Check what just happened in Arkansas. Their ‘solution’ to teacher retention was to boost the minimum starting pay but basically not guarantee any future increases from state funding, leaving that to local school districts. Basically meaning, since there are a lot of poor districts, that teachers in the districts that need it most, i.e. the ones where the kids most need it, can expect to get few or more likely no raises in the future and lose good candidates to the wealthy (primarily urban/suburban) districts that are already paying above the new minimum. And this is state that is consistently near the bottom of the list in teacher pay.
Careful teacher hiring doesn’t matter if the state pretty much says they’re not interested in attracting or retaining decent candidates in the first place.
It’s been suggested earlier in the thread that state level policy has limited effect on life expectancy compared to local policy but it all really does hang together.
Red states that have refused additional Medicaid funding are seeing hospitals which would be the recipient of Medicaid payments closing, leaving many parts of the state without nearby health care. That surely has an impact on life expectancy and is a direct result of state policies.
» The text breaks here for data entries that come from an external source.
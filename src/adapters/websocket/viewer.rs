//! Viewer handle - the registry's view of one upgraded socket.

use tokio::sync::mpsc::{self, error::TrySendError};

use crate::domain::foundation::ConnectionId;
use crate::domain::relay::{DeliveryError, ViewerConnection};

/// Payloads a connection may have queued before further updates are dropped.
///
/// Each envelope supersedes the previous one, so a stalled writer only ever
/// needs the newest few.
pub const OUTBOX_CAPACITY: usize = 16;

/// Sending half of a connection's outbox.
///
/// The socket writer task owns the receiving half. Once that task exits the
/// channel reports closed and the registry prunes the handle.
#[derive(Debug, Clone)]
pub struct ViewerHandle {
    id: ConnectionId,
    outbox: mpsc::Sender<String>,
}

impl ViewerHandle {
    /// Create a handle together with the outbox its writer drains.
    pub fn channel() -> (Self, mpsc::Receiver<String>) {
        let (outbox, rx) = mpsc::channel(OUTBOX_CAPACITY);
        (
            Self {
                id: ConnectionId::new(),
                outbox,
            },
            rx,
        )
    }
}

impl ViewerConnection for ViewerHandle {
    fn id(&self) -> ConnectionId {
        self.id
    }

    fn is_closed(&self) -> bool {
        self.outbox.is_closed()
    }

    fn deliver(&self, payload: &str) -> Result<(), DeliveryError> {
        match self.outbox.try_send(payload.to_owned()) {
            Ok(()) => Ok(()),
            Err(TrySendError::Full(_)) => {
                // Writer is behind; a later envelope will supersede this one.
                tracing::debug!(connection_id = %self.id, "Outbox full, update dropped");
                Ok(())
            }
            Err(TrySendError::Closed(_)) => Err(DeliveryError::Closed(self.id)),
        }
    }
}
But if those who are going to die are Democratic voters, perhaps the people who run these states see this as a feature, not a bug.
The FT recently looked at the difference in life expectancy between the US and other rich nations which is pretty data rich. As a bonus, the author also did a long twitter thread with even more graphs.
In terms of what is driving the difference with other countries, age of death is a huge factor. Life expectancy for those who reach 70 is pretty much the same between the US and Canada, the UK, France etc. But not at 5 or 25:
It’s “good” to see some data-driven confirmation of what I suspected earlier. It successfully makes the case that the NYT article did not.
State-level policy differences affecting availability in medical care aren’t the main driver in that 16-50 region where the differences are the worst. Even medical problems like obesity are not caused by the lack of health care.
It might be worth pointing out that Americans over age 70 have access to universal healthcare.
Yeah, we also have a problem with guns, drug addiction, and auto deaths. And that might be a lot of the difference. And the opioid epidemic is probably most of our non-covid decline in life expectancy. But i know several people who didn’t seek healthcare due to cost (or covid) and died prematurely.
Also, it’s not as though reduced access to healthcare and poor diet are completely distinct problems. People who can’t afford to get routine healthcare are missing out on a potential source of advice about good eating habits.
Improved lifestyle health is also associated with a bunch of other “socialistic” measures like freshly made school meals, walkable/bikeable communities, adequate public transport, and so on. Nanny State, like most other classic nannies, may be a bit stern and bossy, but at least she does generally see to it that you eat your vegetables and get proper exercise.
Yes there is an assured payment structure. But access is still very limited geographically for many, in many financially disadvantaged communities, both rural and inner city, for all from basic primary care to prompt access to emergent interventions that are lifesaving if they can be administered fairly promptly.